● Collected data
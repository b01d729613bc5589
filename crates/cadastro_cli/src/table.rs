//! Table rendering for the visible user rows.
//!
//! # Responsibility
//! - Render the filtered sequence as an aligned text table.
//! - Color each row by its age band.
//!
//! # Invariants
//! - The `#` column shows 1-based positions in the unfiltered sequence, so
//!   `editar`/`remover` numbers stay valid while a search is active.

use cadastro_core::{AgeBand, NameMatch};

const COLOR_MINOR: &str = "\x1b[33m";
const COLOR_ADULT: &str = "\x1b[32m";
const COLOR_SENIOR: &str = "\x1b[31m";
const COLOR_RESET: &str = "\x1b[0m";

const HEADERS: [&str; 5] = ["#", "Nome", "Sobrenome", "Idade", "Pedidos"];

/// Renders the visible rows, or a placeholder line when nothing matches.
pub fn render_table(rows: &[NameMatch<'_>]) -> String {
    if rows.is_empty() {
        return String::from("nenhum usuário encontrado.");
    }

    let cells: Vec<[String; 5]> = rows
        .iter()
        .map(|row| {
            [
                (row.position + 1).to_string(),
                row.record.first_name.clone(),
                row.record.last_name.clone(),
                row.record.age.to_string(),
                row.record
                    .order_count
                    .map_or_else(|| String::from("-"), |count| count.to_string()),
            ]
        })
        .collect();

    let mut widths = HEADERS.map(str::len);
    for row in &cells {
        for (width, cell) in widths.iter_mut().zip(row.iter()) {
            *width = (*width).max(cell.chars().count());
        }
    }

    let mut out = String::new();
    out.push_str(&format_row(&HEADERS.map(String::from), &widths, None));
    for (row, row_cells) in rows.iter().zip(cells.iter()) {
        out.push('\n');
        out.push_str(&format_row(
            row_cells,
            &widths,
            Some(band_color(row.record.age_band())),
        ));
    }
    out
}

fn format_row(cells: &[String; 5], widths: &[usize; 5], color: Option<&str>) -> String {
    let body = cells
        .iter()
        .zip(widths.iter().copied())
        .map(|(cell, width)| format!("{cell:<width$}"))
        .collect::<Vec<_>>()
        .join("  ");

    match color {
        Some(color) => format!("{color}{body}{COLOR_RESET}"),
        None => body,
    }
}

fn band_color(band: AgeBand) -> &'static str {
    match band {
        AgeBand::Minor => COLOR_MINOR,
        AgeBand::Adult => COLOR_ADULT,
        AgeBand::Senior => COLOR_SENIOR,
    }
}

#[cfg(test)]
mod tests {
    use super::{render_table, COLOR_ADULT, COLOR_MINOR, COLOR_SENIOR};
    use cadastro_core::{filter_by_first_name, UserRecord};

    #[test]
    fn empty_rows_render_placeholder() {
        assert_eq!(render_table(&[]), "nenhum usuário encontrado.");
    }

    #[test]
    fn rows_are_colored_by_age_band() {
        let records = vec![
            UserRecord::with_orders("Ana", "Silva", 10, 0),
            UserRecord::with_orders("Bia", "Souza", 30, 2),
            UserRecord::with_orders("Caio", "Dias", 70, 5),
        ];
        let rows = filter_by_first_name(&records, "");
        let table = render_table(&rows);

        assert!(table.contains(COLOR_MINOR));
        assert!(table.contains(COLOR_ADULT));
        assert!(table.contains(COLOR_SENIOR));
    }

    #[test]
    fn positions_are_one_based_and_unfiltered() {
        let records = vec![
            UserRecord::with_orders("Ana", "Silva", 30, 1),
            UserRecord::with_orders("Bruno", "Souza", 30, 1),
            UserRecord::with_orders("Mariana", "Dias", 30, 1),
        ];
        let rows = filter_by_first_name(&records, "an");
        let table = render_table(&rows);

        let lines: Vec<&str> = table.lines().collect();
        assert_eq!(lines.len(), 3);
        assert!(lines[1].contains("1 "));
        assert!(lines[2].contains("3 "));
        assert!(!table.contains("Bruno"));
    }

    #[test]
    fn missing_order_count_renders_dash() {
        let records = vec![UserRecord::new("Ana", "Silva", 30)];
        let rows = filter_by_first_name(&records, "");
        let table = render_table(&rows);

        assert!(table.contains('-'));
    }
}
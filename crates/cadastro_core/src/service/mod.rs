//! Core use-case services.
//!
//! # Responsibility
//! - Orchestrate store calls into use-case level APIs.
//! - Keep the presentation layer decoupled from storage details.

pub mod registration;
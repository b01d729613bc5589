//! Connection bootstrap utilities for SQLite.
//!
//! # Responsibility
//! - Open file or in-memory SQLite connections.
//! - Configure connection pragmas and trigger schema migrations before
//!   returning a usable connection.
//!
//! # Invariants
//! - Returned connections have `foreign_keys=ON`.
//! - Returned connections have migrations fully applied.

use super::migrations::apply_migrations;
use super::DbResult;
use log::{error, info};
use rusqlite::Connection;
use std::path::Path;
use std::time::{Duration, Instant};

/// Opens a SQLite database file and applies all pending migrations.
///
/// # Side effects
/// - Emits `db_open` logging events with duration and status.
pub fn open_db(path: impl AsRef<Path>) -> DbResult<Connection> {
    open_with("file", || Connection::open(path))
}

/// Opens an in-memory SQLite database and applies all pending migrations.
///
/// # Side effects
/// - Emits `db_open` logging events with duration and status.
pub fn open_db_in_memory() -> DbResult<Connection> {
    open_with("memory", Connection::open_in_memory)
}

fn open_with(
    mode: &str,
    open: impl FnOnce() -> rusqlite::Result<Connection>,
) -> DbResult<Connection> {
    let started_at = Instant::now();
    info!("event=db_open module=db status=start mode={mode}");

    let mut conn = match open() {
        Ok(conn) => conn,
        Err(err) => {
            error!(
                "event=db_open module=db status=error mode={mode} duration_ms={} error_code=db_open_failed error={err}",
                started_at.elapsed().as_millis()
            );
            return Err(err.into());
        }
    };

    match bootstrap_connection(&mut conn) {
        Ok(()) => {
            info!(
                "event=db_open module=db status=ok mode={mode} duration_ms={}",
                started_at.elapsed().as_millis()
            );
            Ok(conn)
        }
        Err(err) => {
            error!(
                "event=db_open module=db status=error mode={mode} duration_ms={} error_code=db_bootstrap_failed error={err}",
                started_at.elapsed().as_millis()
            );
            Err(err)
        }
    }
}

fn bootstrap_connection(conn: &mut Connection) -> DbResult<()> {
    conn.execute_batch("PRAGMA foreign_keys = ON;")?;
    conn.busy_timeout(Duration::from_secs(5))?;
    apply_migrations(conn)?;
    Ok(())
}
//! Durable slot repository contract and SQLite implementation.
//!
//! # Responsibility
//! - Provide read/write/clear access to named text slots.
//! - Keep SQL details inside the core persistence boundary.
//!
//! # Invariants
//! - A slot write replaces the whole payload; there are no partial writes.
//! - `clear_slot` is idempotent.
//! - Construction fails on connections without the migrated `slots` schema.

use crate::db::migrations::latest_version;
use crate::db::DbError;
use rusqlite::{params, Connection};
use std::error::Error;
use std::fmt::{Display, Formatter};

pub type RepoResult<T> = Result<T, RepoError>;

/// Repository error for slot persistence operations.
#[derive(Debug)]
pub enum RepoError {
    Db(DbError),
    UninitializedConnection {
        expected_version: u32,
        actual_version: u32,
    },
    MissingRequiredTable(&'static str),
    MissingRequiredColumn {
        table: &'static str,
        column: &'static str,
    },
}

impl Display for RepoError {
    fn fmt(&self, f: &mut Formatter<'_>) -> std::fmt::Result {
        match self {
            Self::Db(err) => write!(f, "{err}"),
            Self::UninitializedConnection {
                expected_version,
                actual_version,
            } => write!(
                f,
                "connection schema version {actual_version} is not initialized (expected {expected_version})"
            ),
            Self::MissingRequiredTable(table) => {
                write!(f, "required table `{table}` is missing")
            }
            Self::MissingRequiredColumn { table, column } => {
                write!(f, "required column `{table}.{column}` is missing")
            }
        }
    }
}

impl Error for RepoError {
    fn source(&self) -> Option<&(dyn Error + 'static)> {
        match self {
            Self::Db(err) => Some(err),
            _ => None,
        }
    }
}

impl From<DbError> for RepoError {
    fn from(value: DbError) -> Self {
        Self::Db(value)
    }
}

impl From<rusqlite::Error> for RepoError {
    fn from(value: rusqlite::Error) -> Self {
        Self::Db(DbError::Sqlite(value))
    }
}

/// Repository interface for the durable string-keyed slots.
pub trait SlotRepository {
    /// Reads the full payload of one slot, or `None` when the slot is absent.
    fn read_slot(&self, key: &str) -> RepoResult<Option<String>>;
    /// Writes the full payload of one slot, creating or replacing it.
    fn write_slot(&self, key: &str, value: &str) -> RepoResult<()>;
    /// Removes one slot. Clearing an absent slot succeeds.
    fn clear_slot(&self, key: &str) -> RepoResult<()>;
}

/// SQLite-backed slot repository.
pub struct SqliteSlotRepository<'conn> {
    conn: &'conn Connection,
}

impl<'conn> SqliteSlotRepository<'conn> {
    /// Constructs a repository from a migrated/ready connection.
    pub fn try_new(conn: &'conn Connection) -> RepoResult<Self> {
        ensure_slot_connection_ready(conn)?;
        Ok(Self { conn })
    }
}

impl SlotRepository for SqliteSlotRepository<'_> {
    fn read_slot(&self, key: &str) -> RepoResult<Option<String>> {
        let mut stmt = self
            .conn
            .prepare("SELECT value FROM slots WHERE key = ?1;")?;
        let mut rows = stmt.query([key])?;
        if let Some(row) = rows.next()? {
            return Ok(Some(row.get(0)?));
        }
        Ok(None)
    }

    fn write_slot(&self, key: &str, value: &str) -> RepoResult<()> {
        self.conn.execute(
            "INSERT INTO slots (key, value) VALUES (?1, ?2)
             ON CONFLICT(key) DO UPDATE SET
                value = excluded.value,
                updated_at = (strftime('%s', 'now') * 1000);",
            params![key, value],
        )?;
        Ok(())
    }

    fn clear_slot(&self, key: &str) -> RepoResult<()> {
        self.conn
            .execute("DELETE FROM slots WHERE key = ?1;", [key])?;
        Ok(())
    }
}

fn ensure_slot_connection_ready(conn: &Connection) -> RepoResult<()> {
    let actual_version: u32 =
        conn.query_row("PRAGMA user_version;", [], |row| row.get(0))?;
    if actual_version == 0 {
        return Err(RepoError::UninitializedConnection {
            expected_version: latest_version(),
            actual_version,
        });
    }

    if !table_exists(conn, "slots")? {
        return Err(RepoError::MissingRequiredTable("slots"));
    }

    for column in ["key", "value"] {
        if !table_has_column(conn, "slots", column)? {
            return Err(RepoError::MissingRequiredColumn {
                table: "slots",
                column,
            });
        }
    }

    Ok(())
}

fn table_exists(conn: &Connection, table: &str) -> RepoResult<bool> {
    let exists: i64 = conn.query_row(
        "SELECT EXISTS(
            SELECT 1
            FROM sqlite_master
            WHERE type = 'table' AND name = ?1
        );",
        [table],
        |row| row.get(0),
    )?;
    Ok(exists == 1)
}

fn table_has_column(conn: &Connection, table: &str, column: &str) -> RepoResult<bool> {
    let mut stmt = conn.prepare(&format!("PRAGMA table_info({table});"))?;
    let mut rows = stmt.query([])?;
    while let Some(row) = rows.next()? {
        let current: String = row.get(1)?;
        if current == column {
            return Ok(true);
        }
    }
    Ok(false)
}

● How to complete this task
Please give an exact copy of the lines above, beginning with the line containing "filename crates/cadastro_cli/src/table.rs" and running through the line containing "const COLOR_SENIOR: &str", and of no other lines.

● Response to the task
filename crates/cadastro_cli/src/table.rs
//! Table rendering for the visible user rows.
//!
//! # Responsibility
//! - Render the filtered sequence as an aligned text table.
//! - Color each row by its age band.
//!
//! # Invariants
//! - The `#` column shows 1-based positions in the unfiltered sequence, so
//!   `editar`/`remover` numbers stay valid while a search is active.

use cadastro_core::{AgeBand, NameMatch};

const COLOR_MINOR: &str = "\x1b[33m";
const COLOR_ADULT: &str = "\x1b[32m";
const COLOR_SENIOR: &str = "\x1b[31m";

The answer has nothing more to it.